The Product Management Practice


Babis Marmanis, CCC’s Executive Vice President & Chief Technology Officer, recently wrote a post on LinkedIn titled The Product Management Practice, the first in a series defining a highly performing Product Management (PM) practice. Since joining CCC, Babis has strengthened its product management practice, resulting in award-winning solutions that simplify content workflow, data management and licensing. Here are a few key points from his original post.

There is considerable consensus regarding skills and expectations for key roles in building software, such as software engineer, database administrator, software architect, quality assurance engineer, or business analyst. That’s not the case for the crucial role of software product manager, or PM. I believe there are 5 categories to master for PM success, and we use these here in managing the PM practice at CCC:

  1. People
  2. Analytical
  3. Operations
  4. Knowledge
  5. Activities

In each area, we’ve identified a set of metrics built on the expectations associated with a competency. The categories, along with the competencies associated with each, establish a helpful framework to:

  • Evaluate prospective candidates for product management positions,
  • Onboard new product managers by setting clear expectations and providing a framework for success, and
  • Evaluate team performance by identifying areas of strength to be celebrated as well as opportunities for improvement.

In this first post, I describe key competencies to drive success in the People category.

People Competencies for PM Success

  • Collaboration
  • Conflict Management
  • Emotional Intelligence
  • Building A++ teams
  • Effective Communication

There is an overlap between the skills necessary for demonstrating competence in each of these functions, yet it is important that a PM can demonstrate competence in all of these areas.

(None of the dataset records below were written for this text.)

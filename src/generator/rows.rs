use crate::geometry;
use crate::models::{RowCurve, Seat, SeatRow, SeatStatus, SeatType};

use super::GeneratorError;

/// Геометрия раскладки рядов. Значения в логических пикселях макета.
#[derive(Debug, Clone)]
pub struct RowGeometry {
    pub seat_spacing: f64,
    pub row_spacing: f64,
    /// Базовый радиус первого кривого ряда.
    pub base_radius: f64,
    /// Угловой диапазон дуги, общий для всех рядов одного вызова.
    pub arc_start: f64,
    pub arc_end: f64,
}

impl Default for RowGeometry {
    fn default() -> Self {
        Self {
            seat_spacing: 30.0,
            row_spacing: 35.0,
            base_radius: 300.0,
            arc_start: -45.0,
            arc_end: 45.0,
        }
    }
}

/// Строит упорядоченные ряды мест: `row_count` рядов по `seats_per_row` мест.
///
/// Генерация полностью детерминирована: одинаковые входы дают одинаковые
/// ряды, что позволяет идемпотентно перегенерировать макет. Нулевые размеры —
/// не ошибка, а пустая последовательность; отрицательные отклоняются до
/// какой-либо генерации.
pub fn generate_rows(
    row_count: i64,
    seats_per_row: i64,
    curved: bool,
) -> Result<Vec<SeatRow>, GeneratorError> {
    generate_rows_with(row_count, seats_per_row, curved, &RowGeometry::default())
}

pub fn generate_rows_with(
    row_count: i64,
    seats_per_row: i64,
    curved: bool,
    geom: &RowGeometry,
) -> Result<Vec<SeatRow>, GeneratorError> {
    // Отклоняем и отрицательные размеры, и то, что не помещается в u32:
    // молчаливое усечение дало бы меньше рядов, чем запрошено
    let out_of_range = |v: i64| v < 0 || v > u32::MAX as i64;
    if out_of_range(row_count) || out_of_range(seats_per_row) {
        return Err(GeneratorError::InvalidDimensions {
            rows: row_count,
            seats_per_row,
        });
    }

    let row_count = row_count as u32;
    let seats_per_row = seats_per_row as u32;

    let mut rows = Vec::with_capacity(row_count as usize);
    for r in 0..row_count {
        let label = geometry::row_label(r);

        let curve = curved.then(|| RowCurve {
            radius: geometry::curved_row_radius(geom.base_radius, r, geom.row_spacing),
            start_angle: geom.arc_start,
            end_angle: geom.arc_end,
        });

        let mut seats = Vec::with_capacity(seats_per_row as usize);
        for s in 0..seats_per_row {
            // Первое и последнее место каждого ряда — для колясок
            let wheelchair = s == 0 || s == seats_per_row - 1;
            let angle = curved
                .then(|| geometry::seat_angle(geom.arc_start, geom.arc_end, s, seats_per_row));

            seats.push(Seat {
                id: format!("{}{}", label, s + 1),
                row: label.clone(),
                number: s + 1,
                x: s as f64 * geom.seat_spacing,
                y: r as f64 * geom.row_spacing,
                angle,
                price: None,
                category: None,
                status: SeatStatus::Available,
                seat_type: if wheelchair {
                    SeatType::Wheelchair
                } else {
                    SeatType::Regular
                },
                accessible: wheelchair,
            });
        }

        rows.push(SeatRow {
            label,
            seats,
            curve,
        });
    }

    Ok(rows)
}

#[cfg(test)]
mod tests {
    use super::*;
    use proptest::prelude::*;

    #[test]
    fn zero_rows_is_empty_not_an_error() {
        assert!(generate_rows(0, 10, false).unwrap().is_empty());
    }

    #[test]
    fn zero_seats_yields_empty_rows() {
        let rows = generate_rows(4, 0, false).unwrap();
        assert_eq!(rows.len(), 4);
        assert!(rows.iter().all(|r| r.seats.is_empty()));
    }

    #[test]
    fn negative_dimensions_are_rejected() {
        assert!(matches!(
            generate_rows(-1, 10, false),
            Err(GeneratorError::InvalidDimensions { .. })
        ));
        assert!(matches!(
            generate_rows(5, -3, true),
            Err(GeneratorError::InvalidDimensions { .. })
        ));
    }

    #[test]
    fn dimensions_beyond_u32_are_rejected_not_truncated() {
        let too_big = u32::MAX as i64 + 1;
        assert!(matches!(
            generate_rows(too_big, 0, false),
            Err(GeneratorError::InvalidDimensions { .. })
        ));
        assert!(matches!(
            generate_rows(1, too_big, false),
            Err(GeneratorError::InvalidDimensions { .. })
        ));
        // граница включительно остаётся валидной по типу
        assert!(generate_rows(0, u32::MAX as i64, false).is_ok());
    }

    #[test]
    fn labels_and_coordinates_follow_the_grid() {
        let rows = generate_rows(3, 4, false).unwrap();
        assert_eq!(rows[0].label, "A");
        assert_eq!(rows[2].label, "C");

        let seat = &rows[2].seats[3];
        assert_eq!(seat.id, "C4");
        assert_eq!(seat.number, 4);
        assert_eq!(seat.x, 3.0 * 30.0);
        assert_eq!(seat.y, 2.0 * 35.0);
        assert_eq!(seat.status, SeatStatus::Available);
    }

    #[test]
    fn single_seat_row_is_accessible() {
        let rows = generate_rows(1, 1, false).unwrap();
        let seat = &rows[0].seats[0];
        assert!(seat.accessible);
        assert_eq!(seat.seat_type, SeatType::Wheelchair);
    }

    #[test]
    fn straight_rows_carry_no_curve() {
        let rows = generate_rows(5, 8, false).unwrap();
        assert!(rows.iter().all(|r| r.curve.is_none()));
        assert!(rows.iter().flat_map(|r| &r.seats).all(|s| s.angle.is_none()));
    }

    #[test]
    fn curved_rows_step_radius_linearly() {
        let rows = generate_rows(4, 6, true).unwrap();
        for (i, row) in rows.iter().enumerate() {
            let curve = row.curve.as_ref().expect("curved row without descriptor");
            assert_eq!(curve.radius, 300.0 + i as f64 * 35.0);
            assert_eq!(curve.start_angle, -45.0);
            assert_eq!(curve.end_angle, 45.0);
        }
        // углы мест покрывают дугу от края до края
        let first = &rows[0].seats[0];
        let last = &rows[0].seats[5];
        assert_eq!(first.angle, Some(-45.0));
        assert_eq!(last.angle, Some(45.0));
    }

    #[test]
    fn generation_is_deterministic() {
        let a = generate_rows(12, 20, true).unwrap();
        let b = generate_rows(12, 20, true).unwrap();
        assert_eq!(a, b);
    }

    proptest! {
        #[test]
        fn row_and_seat_counts_hold(rows in 0i64..60, seats in 0i64..60) {
            let generated = generate_rows(rows, seats, false).unwrap();
            prop_assert_eq!(generated.len() as i64, rows);
            for row in &generated {
                prop_assert_eq!(row.seats.len() as i64, seats);
            }
            let total: usize = generated.iter().map(|r| r.seats.len()).sum();
            prop_assert_eq!(total as i64, rows * seats);
        }

        #[test]
        fn only_row_ends_are_accessible(rows in 1i64..40, seats in 1i64..40) {
            let generated = generate_rows(rows, seats, false).unwrap();
            for row in &generated {
                for (i, seat) in row.seats.iter().enumerate() {
                    let expected = i == 0 || i == row.seats.len() - 1;
                    prop_assert_eq!(seat.accessible, expected);
                    prop_assert_eq!(seat.seat_type == SeatType::Wheelchair, expected);
                }
            }
        }

        #[test]
        fn seat_ids_are_unique_within_a_call(rows in 0i64..30, seats in 0i64..30) {
            let generated = generate_rows(rows, seats, true).unwrap();
            let mut ids: Vec<_> = generated
                .iter()
                .flat_map(|r| r.seats.iter().map(|s| s.id.clone()))
                .collect();
            let before = ids.len();
            ids.sort();
            ids.dedup();
            prop_assert_eq!(ids.len(), before);
        }
    }
}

People Competency: Collaboration

Description: Building partnerships & working collaboratively with others to meet shared objectives

Skills: Building alignment with key team members across multiple teams; managing tension when disagreements surface; critical thinking.

Expectations: Be a good listener and demonstrate willingness to find solutions to problems; recognize the strengths and weaknesses of different team members; have the courage to own mistakes; be gracious to others for their contributions and acknowledge them publicly.

People Competency: Conflict Management

Description: Conflict is ubiquitous in corporate life and very valuable when managed properly. PMs accept a healthy amount of conflict yet distinguish between conflicts whose friction points are based on facts versus opinions.

Skills: Identifying conflict presence and conflict origin (root cause); understanding conflict management strategies and their applicability in various contexts; managing interpersonal disputes effectively to resolve underlying problems that cause the conflict and preserve team cohesion and productivity.

Expectations: Be a good listener and demonstrate willingness to resolve conflicts; empathize with each side and try to understand strengths and weaknesses of conflicting viewpoints; identify root cause (e.g., is it an issue problem or a people problem? Is it incompatibility of roles or lack of role clarity? Is there a knowledge gap that creates misunderstandings?)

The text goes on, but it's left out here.